Mingei (National Art) Movement (民芸運動)

MINGEI (National Art) Movement is a movement started by the first issue of "Prospectus for establishment of the Japanese Folk Crafts Museum" in 1926. The movement is unique to Japan in which "beauty of necessaries" in daily necessities used for handwork in everyday life, are found and used. The activities are still continued even now in the 21st century.

Summary

Muneyoshi YANAGI, who was the founder and key figure of the Mingei (National Art) Movement worked hard to discover beauty of folkish art craftworks by unknown craftsman of ceramic ware, dyeing and weaving, lacquer ware, and woodwork such as daily use ware in various places in Japan and art crafts in Korean Dynasties period and Buddha statues of traveling monk or mokujiki in the Edo period which had not been fairly evaluated and not fine arts or expensive antiquities in the western sense and introduced them to public. (The term "Richo" was generally used in Japan when Yanagi was engaged in collection and Yanagi himself used "Richo", but in this section, the term "Korean Dynasties period" is used.

Yanagi, who was a member of the magazine "Shirakaba" and introduced Western modern art, became interested in Korean art through meeting Noritaka ASAGAWA, a researcher of Korean clay, in 1914. He worked hard to introduce the earthy beauty of white porcelains, folk paintings and furnitures in the Korean Dynasties period.

In 1923, when Yanagi moved to Kyoto after the Great Kanto Earthquake, he expanded the so called "Mingei Movement" together with Shoji HAMADA and Kanjiro KAWAI. Yanagi, Hamada and Kawai worked hard to find real beauty in the folkish handicrafts by unknown craftsman such as articles for daily use in various places in Japan that were almost ignored in the art industry at that time. Yanagi, who was the key figure of the movement, actively traveled to various places in Japan to investigate and collect folkish handicrafts that had hardly been researched or evaluated as art.

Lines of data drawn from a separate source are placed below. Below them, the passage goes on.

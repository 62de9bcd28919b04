// Dweve Benchlog - Benchmark Log Analysis
//
// Copyright (c) 2025 Dweve IP B.V. and individual contributors.
//
// SPDX-License-Identifier: Apache-2.0
//
// Licensed under the Apache License, Version 2.0 (the "License");
// you may not use this file except in compliance with the License.
// You may obtain a copy of the License in the LICENSE file at the
// root of this repository or at: http://www.apache.org/licenses/LICENSE-2.0
//
// Unless required by applicable law or agreed to in writing, software
// distributed under the License is distributed on an "AS IS" BASIS,
// WITHOUT WARRANTIES OR CONDITIONS OF ANY KIND, either express or implied.
// See the License for the specific language governing permissions and
// limitations under the License.

//! Discrepancy types

use benchlog_core::{FailureCategory, ParseFailure, ProjectTag, Run};

/// Severity level for discrepancies
#[derive(Debug, Clone, Copy, PartialEq, Eq, PartialOrd, Ord, Hash)]
#[cfg_attr(feature = "serde", derive(serde::Serialize, serde::Deserialize))]
#[cfg_attr(feature = "serde", serde(rename_all = "lowercase"))]
pub enum Severity {
    /// Informational hint
    Hint,
    /// Warning - the run was measured differently than expected
    Warning,
    /// Error - the block could not be used at all
    Error,
}

impl std::fmt::Display for Severity {
    fn fmt(&self, f: &mut std::fmt::Formatter<'_>) -> std::fmt::Result {
        match self {
            Self::Hint => write!(f, "hint"),
            Self::Warning => write!(f, "warning"),
            Self::Error => write!(f, "error"),
        }
    }
}

/// Kind of discrepancy
#[derive(Debug, Clone, PartialEq, Eq, Hash)]
#[cfg_attr(feature = "serde", derive(serde::Serialize, serde::Deserialize))]
#[cfg_attr(feature = "serde", serde(rename_all = "snake_case"))]
pub enum DiscrepancyKind {
    /// Grid dimensions differ from the expected grid
    GridMismatch,
    /// Timestep count differs
    TimestepMismatch,
    /// Number of declared traits differs
    TraitCountMismatch,
    /// Trait name at a position differs
    TraitNameMismatch,
    /// Trait rule at a position is not allowed
    TraitRuleMismatch,
    /// Block rejected by the parser
    UnparsableBlock,
    /// Custom rule violation
    Custom(String),
}

impl DiscrepancyKind {
    pub fn label(&self) -> &str {
        match self {
            Self::GridMismatch => "grid mismatch",
            Self::TimestepMismatch => "timestep mismatch",
            Self::TraitCountMismatch => "trait count mismatch",
            Self::TraitNameMismatch => "trait name mismatch",
            Self::TraitRuleMismatch => "trait rule mismatch",
            Self::UnparsableBlock => "unparsable block",
            Self::Custom(name) => name,
        }
    }
}

/// A single finding about one run or one rejected block
#[derive(Debug, Clone, PartialEq)]
#[cfg_attr(feature = "serde", derive(serde::Serialize, serde::Deserialize))]
pub struct Discrepancy {
    severity: Severity,
    kind: DiscrepancyKind,
    message: String,
    version: Option<u32>,
    project: Option<ProjectTag>,
    line: Option<usize>,
    rule_id: String,
}

impl Discrepancy {
    fn new(
        severity: Severity,
        kind: DiscrepancyKind,
        message: impl Into<String>,
        rule_id: impl Into<String>,
    ) -> Self {
        Self {
            severity,
            kind,
            message: message.into(),
            version: None,
            project: None,
            line: None,
            rule_id: rule_id.into(),
        }
    }

    pub fn warning(
        kind: DiscrepancyKind,
        message: impl Into<String>,
        rule_id: impl Into<String>,
    ) -> Self {
        Self::new(Severity::Warning, kind, message, rule_id)
    }

    pub fn error(
        kind: DiscrepancyKind,
        message: impl Into<String>,
        rule_id: impl Into<String>,
    ) -> Self {
        Self::new(Severity::Error, kind, message, rule_id)
    }

    pub fn hint(
        kind: DiscrepancyKind,
        message: impl Into<String>,
        rule_id: impl Into<String>,
    ) -> Self {
        Self::new(Severity::Hint, kind, message, rule_id)
    }

    /// Convert a rejected block into an error-level discrepancy.
    pub fn from_failure(failure: &ParseFailure) -> Self {
        let mut message = failure.category.description().to_string();
        if !failure.missing.is_empty() {
            message.push_str(&format!(" (missing: {})", failure.missing.join(", ")));
        }
        if let Some(ref detail) = failure.detail {
            message.push_str(&format!(": {}", detail));
        }
        let rule_id = if failure.category.is_structural() {
            "block-structure"
        } else {
            "block-fields"
        };
        let mut discrepancy = Self::error(DiscrepancyKind::UnparsableBlock, message, rule_id)
            .with_line(failure.line);
        discrepancy.version = failure.version;
        discrepancy.project = failure.project;
        if failure.category == FailureCategory::BlockLimit {
            discrepancy.severity = Severity::Warning;
        }
        discrepancy
    }

    /// Attach version, project and line of a run.
    pub fn for_run(mut self, run: &Run) -> Self {
        self.version = Some(run.version);
        self.project = Some(run.project);
        self.line = Some(run.line).filter(|&l| l > 0);
        self
    }

    pub fn with_line(mut self, line: usize) -> Self {
        self.line = Some(line);
        self
    }

    // Public getters
    pub fn severity(&self) -> Severity {
        self.severity
    }

    pub fn kind(&self) -> &DiscrepancyKind {
        &self.kind
    }

    pub fn message(&self) -> &str {
        &self.message
    }

    pub fn version(&self) -> Option<u32> {
        self.version
    }

    pub fn project(&self) -> Option<ProjectTag> {
        self.project
    }

    pub fn line(&self) -> Option<usize> {
        self.line
    }

    pub fn rule_id(&self) -> &str {
        &self.rule_id
    }

    /// Escalate the severity to error level (used by the validator).
    pub fn escalate_to_error(&mut self) {
        self.severity = Severity::Error;
    }

    /// `Version 3 (library)` style subject, or empty when unknown.
    pub fn subject(&self) -> String {
        match (self.version, self.project) {
            (Some(v), Some(p)) => format!("Version {} ({})", v, p),
            (Some(v), None) => format!("Version {}", v),
            (None, Some(p)) => format!("({})", p),
            (None, None) => String::new(),
        }
    }
}

impl std::fmt::Display for Discrepancy {
    fn fmt(&self, f: &mut std::fmt::Formatter<'_>) -> std::fmt::Result {
        if let Some(line) = self.line {
            write!(f, "line {}: ", line)?;
        }

        write!(f, "[{}] {}: ", self.rule_id, self.severity)?;

        let subject = self.subject();
        if !subject.is_empty() {
            write!(f, "{}: ", subject)?;
        }

        write!(f, "{}", self.message)
    }
}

Yanagi did not think to make his collection of handicrafts private, but wanted to show it to the public. At first, he was thinking about donating his collections to the Imperial Museum, but the museum refused the donation. After living in Kyoto for 10 years, Yanagi moved to Tokyo again, obtained financial help from Magosaburo OHARA (founder of Kuraray, Ohara Museum of Art and Ohara Institute for Social Research) and opened the Japan Folk Crafts Museum near his own house in Komaba, Tokyo in 1936. The main tower of the Japan Folk Crafts Museum which looks like kura-zukuri style of two-story wooden tiled roof remained after World War II and steady efforts are being continued as the foothold of the Mingei Movement after the war.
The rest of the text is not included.